//! The long-running rotation service and its socket server.

use std::os::unix::fs::PermissionsExt;
use std::path::{Path, PathBuf};
use std::sync::Arc;
use std::time::Duration;

use parking_lot::Mutex;
use serde::Serialize;
use tokio::io::{AsyncBufReadExt, AsyncWriteExt, BufReader};
use tokio::net::{UnixListener, UnixStream};
use tokio::task::JoinHandle;

use crate::commands;
use crate::error::{Error, Result};
use crate::night::ClockTime;
use crate::protocol::{Request, Response};
use crate::state::{ScanJob, StateManager, SyncReport};
use crate::timer::{RotationTimer, Tick, TimerState};
use crate::PlatformProvider;

#[derive(Debug, Clone, PartialEq, Eq, Serialize)]
pub struct ChangeOutcome {
    pub applied: String,
    /// Entry appended to the queue tail, if the pool was not empty.
    pub queued: Option<String>,
}

#[derive(Debug, Clone, PartialEq, Eq, Serialize)]
pub struct TimerStatus {
    pub state: TimerState,
    pub remaining: u64,
}

#[derive(Clone)]
pub struct Daemon {
    state: Arc<Mutex<StateManager>>,
    timer: Arc<Mutex<RotationTimer>>,
    provider: Arc<dyn PlatformProvider>,
    apply_gate: Arc<tokio::sync::Mutex<()>>,
    rescan: Arc<Mutex<Option<JoinHandle<()>>>>,
}

impl Daemon {
    pub fn new(state: StateManager, provider: Arc<dyn PlatformProvider>) -> Self {
        Self {
            state: Arc::new(Mutex::new(state)),
            timer: Arc::new(Mutex::new(RotationTimer::new())),
            provider,
            apply_gate: Arc::new(tokio::sync::Mutex::new(())),
            rescan: Arc::new(Mutex::new(None)),
        }
    }

    fn interval_secs(&self) -> u64 {
        self.state.lock().shuffle_interval_secs()
    }

    /// Pops the queue head, applies it, then refills the queue by one.
    ///
    /// An empty queue is bulk-filled from the current pool first, so rotation
    /// recovers once albums are selected or after failed applies drained it.
    /// Only one change runs at a time. A failed apply leaves the head consumed.
    pub async fn change_wallpaper(&self) -> Result<ChangeOutcome> {
        let _gate = self.apply_gate.lock().await;

        let head = {
            let mut state = self.state.lock();
            if state.runtime().current_queue.is_empty() {
                let len = state.fill_queue(ClockTime::now())?;
                log::info!("queue was empty, refilled with {} wallpaper(s)", len);
            }
            state.pop_queue_head()?
        };
        let provider = self.provider.clone();
        let target = PathBuf::from(&head);
        let applied = tokio::task::spawn_blocking(move || provider.set_desktop_wallpaper(&target))
            .await
            .map_err(|e| Error::ExternalActionFailure {
                path: head.clone(),
                message: e.to_string(),
            })?;
        if let Err(e) = applied {
            let err = Error::ExternalActionFailure {
                path: head,
                message: e.to_string(),
            };
            log::error!("{}", err);
            return Err(err);
        }
        log::info!("wallpaper set: {}", head);

        let queued = match self.state.lock().fill_queue_one(ClockTime::now()) {
            Ok(path) => Some(path),
            Err(Error::EmptyPool) => {
                log::warn!("nothing left to queue: the selected albums have no active images");
                None
            }
            Err(e) => return Err(e),
        };
        Ok(ChangeOutcome {
            applied: head,
            queued,
        })
    }

    /// Advances the rotation timer by one second.
    pub async fn on_tick(&self) {
        let interval = self.interval_secs();
        let tick = self.timer.lock().tick(interval);
        match tick {
            Tick::Idle => {}
            Tick::Remaining(remaining) => log::trace!("next wallpaper in {}s", remaining),
            Tick::Expired => {
                if let Err(e) = self.change_wallpaper().await {
                    log::error!("scheduled wallpaper change failed: {}", e);
                }
            }
        }
    }

    async fn run_timer(self) {
        let period = Duration::from_secs(1);
        let mut ticker = tokio::time::interval_at(tokio::time::Instant::now() + period, period);
        ticker.set_missed_tick_behavior(tokio::time::MissedTickBehavior::Delay);
        loop {
            ticker.tick().await;
            self.on_tick().await;
        }
    }

    /// Syncs one album. The folder walk runs on the blocking pool with the
    /// state unlocked.
    pub async fn sync_album(&self, name: &str) -> Result<SyncReport> {
        let job = self.state.lock().scan_job(name)?;
        let found = tokio::task::spawn_blocking(move || job.run())
            .await
            .map_err(join_error)??;
        self.state.lock().finish_sync(name, found)
    }

    /// Syncs every album with a base folder, walking off the runtime thread.
    pub async fn rescan_all(&self) -> Result<Vec<SyncReport>> {
        let jobs = self.state.lock().scan_jobs();
        let results = tokio::task::spawn_blocking(move || ScanJob::run_all(jobs))
            .await
            .map_err(join_error)?;
        self.state.lock().finish_rescan(results)
    }

    /// Re-arms the periodic folder rescan from the current app settings.
    pub fn restart_rescan(&self) {
        if let Some(handle) = self.rescan.lock().take() {
            handle.abort();
        }

        let (enabled, hours) = {
            let state = self.state.lock();
            (state.app().auto_rescan, state.app().rescan_interval)
        };
        if !enabled || hours == 0 {
            log::debug!("automatic rescan disabled");
            return;
        }

        let period = Duration::from_secs(hours * 60 * 60);
        let daemon = self.clone();
        let handle = tokio::spawn(async move {
            let mut ticker = tokio::time::interval_at(tokio::time::Instant::now() + period, period);
            loop {
                ticker.tick().await;
                if let Err(e) = daemon.rescan_all().await {
                    log::error!("automatic rescan failed: {}", e);
                }
            }
        });
        *self.rescan.lock() = Some(handle);
        log::info!("automatic rescan every {} hour(s)", hours);
    }

    pub fn timer_status(&self) -> TimerStatus {
        let timer = self.timer.lock();
        TimerStatus {
            state: timer.state(),
            remaining: timer.remaining(),
        }
    }

    pub async fn handle(&self, request: Request) -> Response {
        let result = match request {
            Request::ChangeWallpaper => self
                .change_wallpaper()
                .await
                .map(|outcome| Response::data(&outcome)),
            Request::SyncAlbum { name } => self
                .sync_album(&name)
                .await
                .map(|report| Response::data(&report)),
            Request::SyncAllAlbums => self
                .rescan_all()
                .await
                .map(|reports| Response::data(&reports)),
            request => self.handle_sync(request),
        };

        result.unwrap_or_else(|e| {
            log::error!("{}", e);
            Response::Err(e.to_string())
        })
    }

    fn handle_sync(&self, request: Request) -> Result<Response> {
        match request {
            Request::TimerStart => {
                let interval = self.interval_secs();
                if self.timer.lock().start(interval) {
                    log::info!("rotation timer started");
                }
            }
            Request::TimerPause => {
                self.timer.lock().pause();
                log::info!("rotation timer paused");
            }
            Request::TimerStop => {
                let interval = self.interval_secs();
                self.timer.lock().stop(interval);
                log::info!("rotation timer stopped");
            }
            Request::TimerReset => {
                let interval = self.interval_secs();
                self.timer.lock().reset(interval);
            }
            Request::TimerStatus => {}
            request @ (Request::SaveAppSettings { .. } | Request::ResetAppSettings) => {
                let response = commands::execute(&mut self.state.lock(), request)?;
                self.restart_rescan();
                return Ok(response);
            }
            request => return commands::execute(&mut self.state.lock(), request),
        }
        Ok(Response::data(&self.timer_status()))
    }

    async fn handle_client(&self, stream: UnixStream) -> Result<()> {
        let (reader, mut writer) = stream.into_split();
        let mut lines = BufReader::new(reader).lines();

        while let Some(line) = lines.next_line().await? {
            if line.trim().is_empty() {
                continue;
            }
            let response = match Request::parse_line(&line) {
                Ok(request) => self.handle(request).await,
                Err(e) => Response::Err(e.to_string()),
            };
            writer.write_all(response.to_line().as_bytes()).await?;
            writer.flush().await?;
        }
        Ok(())
    }

    pub async fn serve(self, listener: UnixListener) -> Result<()> {
        loop {
            let (stream, _addr) = listener.accept().await?;
            let daemon = self.clone();
            tokio::spawn(async move {
                if let Err(e) = daemon.handle_client(stream).await {
                    log::warn!("client connection failed: {}", e);
                }
            });
        }
    }

    /// Startup housekeeping: optional rescan, then make sure the queue is primed.
    async fn prepare(&self) {
        let rescan_on_start = self.state.lock().app().rescan_every_start;
        if rescan_on_start {
            if let Err(e) = self.rescan_all().await {
                log::error!("startup rescan failed: {}", e);
            }
        }
        let mut state = self.state.lock();
        if state.runtime().current_queue.is_empty() {
            match state.fill_queue(ClockTime::now()) {
                Ok(len) => log::info!("queue primed with {} wallpaper(s)", len),
                Err(e) => log::warn!("queue not primed: {}", e),
            }
        }
    }

    fn shutdown(&self) {
        if let Some(handle) = self.rescan.lock().take() {
            handle.abort();
        }
        if let Err(e) = self.state.lock().save_runtime() {
            log::error!("failed to save runtime settings on exit: {}", e);
        }
    }
}

fn join_error(e: tokio::task::JoinError) -> Error {
    Error::Io(std::io::Error::new(std::io::ErrorKind::Other, e.to_string()))
}

fn bind(socket: &Path) -> Result<UnixListener> {
    if socket.exists() {
        if std::os::unix::net::UnixStream::connect(socket).is_ok() {
            return Err(Error::Ipc(format!(
                "another daemon is already listening on {}",
                socket.display()
            )));
        }
        std::fs::remove_file(socket)?;
    }
    if let Some(dir) = socket.parent() {
        std::fs::create_dir_all(dir)?;
    }
    let listener = UnixListener::bind(socket)?;

    if let Err(e) = std::fs::set_permissions(socket, std::fs::Permissions::from_mode(0o600)) {
        log::warn!("could not restrict socket permissions: {}", e);
    }
    Ok(listener)
}

/// Runs the daemon until interrupted.
pub fn run(state: StateManager, provider: Arc<dyn PlatformProvider>, socket: PathBuf, paused: bool) -> Result<()> {
    let runtime = tokio::runtime::Builder::new_current_thread()
        .enable_all()
        .build()?;

    runtime.block_on(async move {
        let listener = bind(&socket)?;
        log::info!("listening on {}", socket.display());

        let daemon = Daemon::new(state, provider);
        daemon.prepare().await;
        daemon.restart_rescan();
        if !paused {
            let interval = daemon.interval_secs();
            daemon.timer.lock().start(interval);
            log::info!("rotation timer started ({}s interval)", interval);
        }

        let timer_task = tokio::spawn(daemon.clone().run_timer());
        let result = tokio::select! {
            result = daemon.clone().serve(listener) => result,
            signal = tokio::signal::ctrl_c() => {
                log::info!("shutting down");
                signal.map_err(Error::from)
            }
        };

        timer_task.abort();
        daemon.shutdown();
        if let Err(e) = std::fs::remove_file(&socket) {
            log::debug!("socket not removed: {}", e);
        }
        result
    })
}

------------------------------

• WHAT TO WORK ON
Each line above with the word "SyncReport" needs to be copied.

• YOUR RESPONSE
use crate::state::{ScanJob, StateManager, SyncReport};
    pub async fn sync_album(&self, name: &str) -> Result<SyncReport> {
    pub async fn rescan_all(&self) -> Result<Vec<SyncReport>> {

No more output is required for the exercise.